In conclusione, sebbene gli sforzi statunitensi per la salute globale siano sempre più caratterizzati da conflitti politici interni e dalle relative condizioni, una cosa è chiara: gli Stati Uniti utilizzano la politica sanitaria globale per espandere la propria sfera di influenza geopolitica, soprattutto in competizione con la Cina, e cercano di creare diplomaticamente nuove alleanze per combattere insieme le minacce alla salute.
La Cina ha un approccio diverso. Già prima della Covid-19, la Cina collaborava con i Paesi del Sud globale su questioni sanitarie nell'ambito dell'iniziativa One Belt, One Road. Questa cooperazione si è intensificata durante la pandemia nell'ambito della cosiddetta diplomazia cinese delle maschere e dei vaccini. L'approccio del governo cinese differisce da quello degli Stati Uniti nel senso che la sovranità nazionale è stata sancita come pietra angolare dell'iniziativa di sicurezza globale della Cina. In sostanza, i governi stranieri che ricevono aiuti dalla Cina mantengono il controllo sulle proprie politiche sanitarie, il che significa che l'Iniziativa di sicurezza globale cinese e la sua diplomazia sanitaria non condizionano esplicitamente i potenziali Paesi beneficiari.

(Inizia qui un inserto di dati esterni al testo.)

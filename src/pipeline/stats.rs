//! Run statistics

use crate::storage::CommitOutcome;
use chrono::{DateTime, Utc};
use serde::Serialize;

/// Per-collection counters for one run
#[derive(Debug, Clone, Default, PartialEq, Eq, Serialize)]
pub struct CollectionStats {
    pub collection: String,
    pub priority: u32,
    /// Chunks not yet processed when the collection started
    pub chunks_candidate: usize,
    pub chunks_processed: usize,
    /// Already processed in an earlier run
    pub chunks_skipped: usize,
    pub chunks_failed: usize,
    /// Candidates left for a future run because the budget ran out
    pub chunks_deferred: usize,
    pub entities_created: usize,
    pub entities_merged: usize,
    pub relationships_created: usize,
    pub relationships_merged: usize,
    /// The source could not be reached; nothing was attempted
    pub unavailable: bool,
}

impl CollectionStats {
    pub fn new(collection: impl Into<String>, priority: u32) -> Self {
        Self {
            collection: collection.into(),
            priority,
            ..Default::default()
        }
    }

    pub(crate) fn record_commit(&mut self, outcome: &CommitOutcome) {
        self.chunks_processed += 1;
        self.entities_created += outcome.entities_created;
        self.entities_merged += outcome.entities_merged;
        self.relationships_created += outcome.relationships_created;
        self.relationships_merged += outcome.relationships_merged;
    }

    pub fn chunks_attempted(&self) -> usize {
        self.chunks_processed + self.chunks_failed
    }
}

/// Result of one pipeline invocation
#[derive(Debug, Clone, Serialize)]
pub struct RunStats {
    pub pipeline: String,
    pub started_at: DateTime<Utc>,
    pub finished_at: Option<DateTime<Utc>>,
    pub daily_budget: u64,
    /// Chunks already consumed today before this run started
    pub used_before_run: u64,
    /// Chunks this run consumed
    pub budget_used: u64,
    pub budget_remaining: u64,
    pub collections: Vec<CollectionStats>,
    pub errors: Vec<String>,
    /// Errors dropped once `errors` reached its cap
    pub errors_truncated: usize,
    #[serde(skip)]
    max_errors: usize,
}

impl RunStats {
    pub fn new(pipeline: impl Into<String>, daily_budget: u64, used_before_run: u64, max_errors: usize) -> Self {
        Self {
            pipeline: pipeline.into(),
            started_at: Utc::now(),
            finished_at: None,
            daily_budget,
            used_before_run,
            budget_used: 0,
            budget_remaining: daily_budget.saturating_sub(used_before_run),
            collections: Vec::new(),
            errors: Vec::new(),
            errors_truncated: 0,
            max_errors,
        }
    }

    pub fn record_error(&mut self, message: impl Into<String>) {
        if self.errors.len() < self.max_errors {
            self.errors.push(message.into());
        } else {
            self.errors_truncated += 1;
        }
    }

    pub(crate) fn finish(&mut self, budget_used: u64, budget_remaining: u64) {
        self.budget_used = budget_used;
        self.budget_remaining = budget_remaining;
        self.finished_at = Some(Utc::now());
    }

    pub fn collection(&self, name: &str) -> Option<&CollectionStats> {
        self.collections.iter().find(|c| c.collection == name)
    }

    pub fn chunks_processed(&self) -> usize {
        self.collections.iter().map(|c| c.chunks_processed).sum()
    }

    pub fn chunks_failed(&self) -> usize {
        self.collections.iter().map(|c| c.chunks_failed).sum()
    }

    pub fn entities_created(&self) -> usize {
        self.collections.iter().map(|c| c.entities_created).sum()
    }

    pub fn relationships_created(&self) -> usize {
        self.collections.iter().map(|c| c.relationships_created).sum()
    }

    pub fn error_count(&self) -> usize {
        self.errors.len() + self.errors_truncated
    }
}

#[cfg(test)]
mod tests {
    use super::*;

    #[test]
    fn error_list_is_bounded() {
        let mut stats = RunStats::new("kg", 10, 0, 2);
        for i in 0..5 {
            stats.record_error(format!("error {}", i));
        }
        assert_eq!(stats.errors, vec!["error 0", "error 1"]);
        assert_eq!(stats.errors_truncated, 3);
        assert_eq!(stats.error_count(), 5);
    }

    #[test]
    fn totals_sum_collections() {
        let mut stats = RunStats::new("kg", 10, 4, 100);
        assert_eq!(stats.budget_remaining, 6);

        let mut a = CollectionStats::new("kbli", 1);
        a.record_commit(&CommitOutcome {
            entities_created: 2,
            relationships_created: 1,
            ..Default::default()
        });
        let mut b = CollectionStats::new("perizinan", 2);
        b.chunks_failed = 1;
        b.record_commit(&CommitOutcome {
            entities_merged: 2,
            ..Default::default()
        });
        stats.collections = vec![a, b];

        assert_eq!(stats.chunks_processed(), 2);
        assert_eq!(stats.chunks_failed(), 1);
        assert_eq!(stats.entities_created(), 2);
        assert_eq!(stats.collection("perizinan").unwrap().chunks_attempted(), 2);
        assert!(stats.collection("missing").is_none());
    }

    #[test]
    fn serializes_without_internal_cap() {
        let mut stats = RunStats::new("kg", 10, 0, 100);
        stats.finish(3, 7);
        let json = serde_json::to_value(&stats).unwrap();
        assert_eq!(json["budget_used"], 3);
        assert!(json.get("max_errors").is_none());
        assert!(json["finished_at"].is_string());
    }
}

Soprattutto per quanto riguarda la vaccinazione contro il virus Covid-19, la Cina ha colmato una lacuna mentre altri Paesi del Nord globale sono tornati al "nazionalismo vaccinale". Inoltre, la Cina si è affermata come sostenitrice degli interessi dei Paesi del Sud globale nei negoziati per l'accordo sulla pandemia, soprattutto per quanto riguarda i diritti di proprietà intellettuale, l'accesso e la condivisione dei benefici. Si può ipotizzare che la Cina speri che questi Paesi sostengano in cambio le sue aspirazioni geopolitiche.
In definitiva, le ambizioni geopolitiche della Cina si esprimono anche nella sua politica sanitaria globale. Da un lato, la Cina sta espandendo la sua sfera di influenza attraverso il commercio di prodotti medici, dall'altro sta stringendo nuove alleanze nel Sud globale.
Anche la Russia ha un proprio approccio simile alla strategia cinese. Inoltre, a causa delle sanzioni, la Russia deve creare la propria capacità di produrre prodotti medici per coprire la necessaria domanda interna. In politica estera, Mosca ha anche fornito aiuti umanitari a diversi Paesi senza imporre alcuna condizione. Al momento, le direzioni strategiche sono i Paesi dell'Africa, dove la Russia può realizzare molti progetti nel campo della medicina. In Bolivia, con l'aiuto della Rosatom Corporation, è stato recentemente aperto un centro di ricerca nucleare che fornirà prodotti radiologici non solo alla Bolivia ma anche ad altri Paesi dell'America Latina.
Nel complesso, la Russia ha un buon potenziale, vista l'ascesa dei sostenitori del multipolarismo e le critiche ai vari progetti globalisti. Inoltre, le indagini sulle attività dei laboratori biologici del Pentagono si aggiungono alla lotta contro l'egemonia statunitense.